Er waren ook tegenstanders, die in de jaren twintig even sterk de overgeleverde normen en waarden verdedigden als heden ten dage in sommige politieke kringen wordt gedaan. Gide is daarom uiterst actueel. Deze tegenstanders keerden zich met weerzin af van Gides moeizaam verworven persoonlijke vrijheid, en dan ging het steevast om zijn steeds openlijker beleden homofilie. Het was destijds gebruikelijk om dit thema onbesproken te laten of te verbloemen. Oscar Wilde, Thomas Mann, Marcel Proust, Louis Couperus deelden Gides seksuele oriëntatie en getuigden er in hun werk ook wel van, maar het verschil is dat Gide zich in de jaren twintig met Corydon opwierp als de grote voorvechter van de seksuele emancipatie. Dat zette kwaad bloed bij de fatsoensidealisten. Omdat hier de receptie van Gides werk in Nederland, en dan voornamelijk in het interbellum, het thema is, kan die weer-
stand niet onbesproken blijven. Met een andere invalshoek kan bijvoorbeeld S. Dresden in een voetnoot verklaren: ‘Noch bij [Gide] noch bij Proust zal ik aandacht besteden aan pedofilie, homoseksualiteit enzovoort,’17 (waarbij men zich onwillekeurig afvraagt hoever dit ‘enzovoort’ moet worden doorgetrokken), – in die gelukkige omstandigheid verkeren wij niet. Met literaire discussie heeft dat niets te maken. Enkele van Gides tegenstanders gaven volmondig toe dat hij waardevolle, stilistisch hoogstaande literaire werken voortbracht, maar waren van mening dat daarin dodelijk gif aan de lezer werd toegediend.
Mooi, beau, bello
In Gides vroegste werk bleef het homofiele element beperkt tot nauwelijks herkenbare details (in Paludes bijvoorbeeld) en vage stemmingen, maar in L’immoraliste (1902) kon niemand er meer omheen. Zeker is de roman te lezen als de Nietzscheaanse zelfbevrijding van de narcistische Michel uit zijn burgerlijk geleerdenbestaan tot de aanvaarding van het volle, ‘gevaarlijke’ leven. Alle winst is verlies. Michels openlijke zelfaanvaarding als homofiel verdoezelt zijn fundamentele oneerlijkheid tegenover zijn echtgenote. De Marceline uit L’immoraliste is een al even onaantastbaar, engelachtig en absoluut zuiver wezen als de Emmanuèle uit Les Cahiers et les Poésies d’André Walter (1891) of de Alissa uit La porte étroite. Dresden ziet in deze figuren symbolistische verschijningen,18 maar het ligt voor de hand parallellen te zoeken in Gides biografie: zijn twee jaar oudere nicht Madeleine Rondeaux, die veel op Gides moeder leek, trouwde met hem in 1895. Het was een ‘mariage blanc’ waarvan de uiterst complexe gevoelsstructuur in het postuum verschenen Et nunc manet in te (maar niet alleen daar) is opgetekend. De tegenstem van Madeleine Rondeaux wordt in deze tragedie jammer genoeg niet of nauwelijks gehoord.

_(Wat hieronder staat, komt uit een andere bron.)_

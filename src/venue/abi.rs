//! Call contracts of the venues the adapters target.
//!
//! Only the functions the adapters invoke or read are declared.

use alloy_sol_types::sol;

sol! {
    #[sol(all_derives)]
    interface IERC20 {
        function balanceOf(address account) external view returns (uint256);
        function approve(address spender, uint256 amount) external returns (bool);
        function transfer(address to, uint256 amount) external returns (bool);
    }

    #[sol(all_derives)]
    interface IWrappedNative {
        function deposit() external payable;
        function withdraw(uint256 amount) external;
    }

    #[sol(all_derives)]
    interface IUniswapV2Pair {
        function factory() external view returns (address);
        function token0() external view returns (address);
        function token1() external view returns (address);
    }

    #[sol(all_derives)]
    interface IUniswapV2Router {
        function swapExactTokensForTokens(uint256 amountIn, uint256 amountOutMin, address[] calldata path, address to, uint256 deadline) external returns (uint256[] memory amounts);
    }

    #[sol(all_derives)]
    interface IUniswapV3Pool {
        function factory() external view returns (address);
        function token0() external view returns (address);
        function token1() external view returns (address);
        function fee() external view returns (uint24);
    }

    #[sol(all_derives)]
    interface IUniswapV3Router {
        struct ExactInputSingleParams {
            address tokenIn;
            address tokenOut;
            uint24 fee;
            address recipient;
            uint256 deadline;
            uint256 amountIn;
            uint256 amountOutMinimum;
            uint160 sqrtPriceLimitX96;
        }

        function exactInputSingle(ExactInputSingleParams calldata params) external payable returns (uint256 amountOut);
    }

    #[sol(all_derives)]
    interface IBalancerPool {
        function getPoolId() external view returns (bytes32);
    }

    #[sol(all_derives)]
    interface IBalancerVault {
        enum SwapKind { GIVEN_IN, GIVEN_OUT }

        struct SingleSwap {
            bytes32 poolId;
            SwapKind kind;
            address assetIn;
            address assetOut;
            uint256 amount;
            bytes userData;
        }

        struct FundManagement {
            address sender;
            bool fromInternalBalance;
            address recipient;
            bool toInternalBalance;
        }

        struct JoinPoolRequest {
            address[] assets;
            uint256[] maxAmountsIn;
            bytes userData;
            bool fromInternalBalance;
        }

        struct ExitPoolRequest {
            address[] assets;
            uint256[] minAmountsOut;
            bytes userData;
            bool toInternalBalance;
        }

        function getPoolTokens(bytes32 poolId) external view returns (address[] tokens, uint256[] balances, uint256 lastChangeBlock);
        function swap(SingleSwap singleSwap, FundManagement funds, uint256 limit, uint256 deadline) external payable returns (uint256);
        function joinPool(bytes32 poolId, address sender, address recipient, JoinPoolRequest request) external payable;
        function exitPool(bytes32 poolId, address sender, address recipient, ExitPoolRequest request) external;
    }

    /// Stable-swap style pools indexed with `int128`.
    #[sol(all_derives)]
    interface ICurvePool {
        function coins(uint256 i) external view returns (address);
        function exchange(int128 i, int128 j, uint256 dx, uint256 min_dy) external payable returns (uint256);
        function exchange_underlying(int128 i, int128 j, uint256 dx, uint256 min_dy) external returns (uint256);
        function remove_liquidity_one_coin(uint256 token_amount, int128 i, uint256 min_amount) external returns (uint256);
    }

    /// Crypto-swap style pools indexed with `uint256`.
    #[sol(all_derives)]
    interface ICurveCryptoPool {
        function exchange(uint256 i, uint256 j, uint256 dx, uint256 min_dy) external payable returns (uint256);
        function remove_liquidity_one_coin(uint256 token_amount, uint256 i, uint256 min_amount) external returns (uint256);
    }

    #[sol(all_derives)]
    interface ICurvePool2 {
        function add_liquidity(uint256[2] amounts, uint256 min_mint_amount) external payable;
    }

    #[sol(all_derives)]
    interface ICurvePool3 {
        function add_liquidity(uint256[3] amounts, uint256 min_mint_amount) external payable;
    }

    #[sol(all_derives)]
    interface ICurvePool4 {
        function add_liquidity(uint256[4] amounts, uint256 min_mint_amount) external payable;
    }

    /// Deposit zap shared by the factory meta pools of one base pool.
    #[sol(all_derives)]
    interface ICurveMetaZap {
        function remove_liquidity_one_coin(address pool, uint256 burn_amount, int128 i, uint256 min_amount) external returns (uint256);
    }

    #[sol(all_derives)]
    interface ICurveMetaZap3 {
        function add_liquidity(address pool, uint256[3] deposit_amounts, uint256 min_mint_amount) external returns (uint256);
    }

    #[sol(all_derives)]
    interface ICurveMetaZap4 {
        function add_liquidity(address pool, uint256[4] deposit_amounts, uint256 min_mint_amount) external returns (uint256);
    }

    #[sol(all_derives)]
    interface ILiquidStake {
        function submit(address referral) external payable returns (uint256);
    }

    #[sol(all_derives)]
    interface IWrappedLiquidStake {
        function stETH() external view returns (address);
        function wrap(uint256 amount) external returns (uint256);
        function unwrap(uint256 amount) external returns (uint256);
    }
}
use alloy_primitives::{Address, B256, Bytes, U256, address};
use alloy_sol_types::{SolCall, SolType, sol_data};
use thiserror::Error;

use crate::codec::{Action, VenueType};
use crate::venue::abi::{IERC20, IWrappedNative};

/// Sentinel for the chain's native asset at the ends of a route.
pub const NATIVE_ASSET: Address = Address::ZERO;

/// Coin address Curve pools report for the native asset.
pub const CURVE_NATIVE_COIN: Address = address!("0xEeeeeEeeeEeEeeEeEeEeeEEEeeeeEeeeeeeeEEeE");

/// Handle for a state checkpoint opened with [`Chain::snapshot`].
#[derive(Clone, Copy, Debug, PartialEq, Eq, Hash)]
pub struct SnapshotId(pub u64);

/// The execution environment the venues live in.
///
/// Every venue call goes through this trait. Calls are synchronous and a venue may call back into
/// the caller before `call` returns. `snapshot` / `revert_to` / `commit` give the engine an
/// all-or-nothing scope: after `revert_to(id)` no effect since `snapshot()` returned `id` may be
/// observable, and `commit(id)` makes those effects permanent.
pub trait Chain {
    fn native_balance(&self, holder: Address) -> U256;

    /// Read-only call. `Err` carries the venue's revert payload unmodified.
    fn static_call(&self, target: Address, calldata: &[u8]) -> Result<Bytes, Bytes>;

    /// State-changing call sent by `from`. `Err` carries the venue's revert payload unmodified.
    fn call(&mut self, from: Address, call: &VenueCall) -> Result<Bytes, Bytes>;

    fn snapshot(&mut self) -> SnapshotId;

    fn revert_to(&mut self, id: SnapshotId);

    fn commit(&mut self, id: SnapshotId);
}

/// Resolves the fungible share token of a venue.
pub trait ShareAssets {
    /// Returns the share asset registered for `venue`, or `venue` itself.
    fn share_asset(&self, venue: Address) -> Address;
}

/// One externally callable operation.
#[derive(Clone, Debug, PartialEq, Eq)]
pub struct VenueCall {
    pub target: Address,
    pub value: U256,
    pub calldata: Bytes,
}

impl VenueCall {
    pub fn new<C: SolCall>(target: Address, call: &C) -> Self {
        Self {
            target,
            value: U256::ZERO,
            calldata: call.abi_encode().into(),
        }
    }

    #[must_use]
    pub fn with_value(mut self, value: U256) -> Self {
        self.value = value;
        self
    }

    /// Returns the 4-byte function selector, if present.
    pub fn selector(&self) -> Option<[u8; 4]> {
        self.calldata.get(..4).and_then(|s| s.try_into().ok())
    }
}

/// Everything needed to execute one hop.
#[derive(Clone, Debug, PartialEq, Eq)]
pub struct HopPlan {
    /// Asset the hop consumes. Always a token, the wrapped form when the venue takes native value.
    pub asset_in: Address,
    /// Asset whose balance delta is the hop's output.
    pub asset_out: Address,
    pub calls: Vec<VenueCall>,
    /// The venue pays out the native asset; it is measured natively and re-wrapped into `asset_out`.
    pub native_output: bool,
}

impl HopPlan {
    pub fn new(asset_in: Address, asset_out: Address) -> Self {
        Self {
            asset_in,
            asset_out,
            calls: Vec::new(),
            native_output: false,
        }
    }

    pub fn push(&mut self, call: VenueCall) {
        self.calls.push(call);
    }

    pub fn approve(&mut self, token: Address, spender: Address, amount: U256) {
        self.push(VenueCall::new(token, &IERC20::approveCall { spender, amount }));
    }
}

#[derive(Clone, Debug, PartialEq, Eq, Error)]
pub enum VenueError {
    #[error("venue {target} reverted: {payload}")]
    CallReverted { target: Address, payload: Bytes },

    #[error("{venue_type} does not support {action}")]
    UnsupportedAction {
        venue_type: VenueType,
        action: Action,
    },

    #[error("{venue_type} expects {min}..={max} tokens, hint declares {actual}")]
    TokenCountMismatch {
        venue_type: VenueType,
        min: u8,
        max: u8,
        actual: u8,
    },

    #[error("invalid return data from {target}: {reason}")]
    InvalidReturnData { target: Address, reason: String },

    #[error("balance of {asset} decreased during the hop")]
    BalanceDecreased { asset: Address },

    #[error("no router configured for factory {factory} of venue {venue}")]
    UnknownFactory { venue: Address, factory: Address },

    #[error("{venue} cannot take the native asset")]
    NativeCoinUnsupported { venue: Address },
}

/// Issues a read-only call and returns the raw return data.
pub fn view<C: SolCall>(chain: &dyn Chain, target: Address, call: &C) -> Result<Bytes, VenueError> {
    chain
        .static_call(target, &call.abi_encode())
        .map_err(|payload| VenueError::CallReverted { target, payload })
}

/// Issues a read-only call returning a single ABI value.
pub fn view_as<T: SolType, C: SolCall>(
    chain: &dyn Chain,
    target: Address,
    call: &C,
) -> Result<T::RustType, VenueError> {
    let data = view(chain, target, call)?;
    T::abi_decode(&data).map_err(|e| VenueError::InvalidReturnData {
        target,
        reason: e.to_string(),
    })
}

pub fn view_address<C: SolCall>(
    chain: &dyn Chain,
    target: Address,
    call: &C,
) -> Result<Address, VenueError> {
    view_as::<sol_data::Address, C>(chain, target, call)
}

pub fn view_bytes32<C: SolCall>(
    chain: &dyn Chain,
    target: Address,
    call: &C,
) -> Result<B256, VenueError> {
    view_as::<sol_data::FixedBytes<32>, C>(chain, target, call)
}

/// Balance of `asset` held by `holder`; [`NATIVE_ASSET`] reads the native balance.
pub fn balance_of(chain: &dyn Chain, asset: Address, holder: Address) -> Result<U256, VenueError> {
    if asset == NATIVE_ASSET {
        return Ok(chain.native_balance(holder));
    }
    view_as::<sol_data::Uint<256>, _>(chain, asset, &IERC20::balanceOfCall { account: holder })
}

/// Sends a call from `from`, tagging a revert with the call target.
pub fn send(chain: &mut dyn Chain, from: Address, call: &VenueCall) -> Result<Bytes, VenueError> {
    chain
        .call(from, call)
        .map_err(|payload| VenueError::CallReverted {
            target: call.target,
            payload,
        })
}

pub fn wrap_native_call(wrapped_native: Address, amount: U256) -> VenueCall {
    VenueCall::new(wrapped_native, &IWrappedNative::depositCall {}).with_value(amount)
}

pub fn unwrap_native_call(wrapped_native: Address, amount: U256) -> VenueCall {
    VenueCall::new(wrapped_native, &IWrappedNative::withdrawCall { amount })
}

/// True for either spelling of the native asset a venue may report.
#[inline]
pub fn is_native(asset: Address) -> bool {
    asset == NATIVE_ASSET || asset == CURVE_NATIVE_COIN
}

Omdat L’immoraliste in de Nederlandse discussie inzake Gide zo’n centrale plaats inneemt, vatten we hier het verhaal kort samen. Op zijn huwelijksreis naar Noord-Afrika met Marceline blijkt Michel aan tuberculose te lijden. De nabije dood opent hem de ogen voor het leven. Zijn vrouw verpleegt hem trouw tijdens een langdurige reconvalescentie, waarin hij zijn belangstelling ontdekt voor Algerijnse jongens die als ‘mooi’ worden aangeduid, bijvoorbeeld: ‘Moktir, beau comme peu, voleur et pipeur comme aucun’ (Romans, p. 427). Er ontbreekt overduidelijk iets in de huwelijksrelatie, maar daarover wordt gezwegen. Michel geneest en het echtpaar reist terug via Italië. Daar brengt een absurde vechtpartij met een Italiaanse koetsier Michel tot grote opwinding. Het komt hierna tot een eerste seksueel contact tussen Michel en Marceline. Op een andere manier is Michels mededeling: ‘je possédai Marceline’ (Romans, p. 405), niet te interpreteren. Zij raakt zwanger, maar heeft een miskraam. Nu de levensdriften bezit van hem hebben genomen, doet Michel afstand van zijn filologenbestaan en geniet van het buitenwerk op zijn landgoed in Normandië. De vreugden van het landleven van Michel vormen een hoogtepunt in L’immoraliste. Zijn voorkeur verplaatst zich nu van Algerijnse diefjes naar Norman-
dische stropersjongens. Hun vergrijpen ziet hij maar al te graag over het hoofd. Het is dit afwijzen van de burgerlijke normen en waarden dat hem in de eerste plaats tot immoralist maakt. Zijn homofiele belijdenis is daarbij niet meer dan een bijverschijnsel, dat echter bij een tweede absurde incident met weer een Italiaanse koetsier nadrukkelijk naar de voorgrond wordt geschoven: ‘Anche tu sei bello, ragazzo, répondis-je; et, comme j’étais penché vers lui, je n’y pus tenir et, bientôt, l’attirant contre moi, l’embrassai’ (Romans, p. 462). De op allertreurigste wijze verwaarloosde echtgenote Marceline sterft uiteindelijk in het Noord-Afrikaanse Touggourt (Romans, p. 470). Haar tragedie is Gide door veel lezers, die het grootste belang konden hechten aan het motief van de zelfbevrijding, maar zich stoorden aan het openlijk uitspreken van ongewone gevoelens en Michels liefdeloze, oneerlijke houding tegenover Marceline, uiterst kwalijk genomen.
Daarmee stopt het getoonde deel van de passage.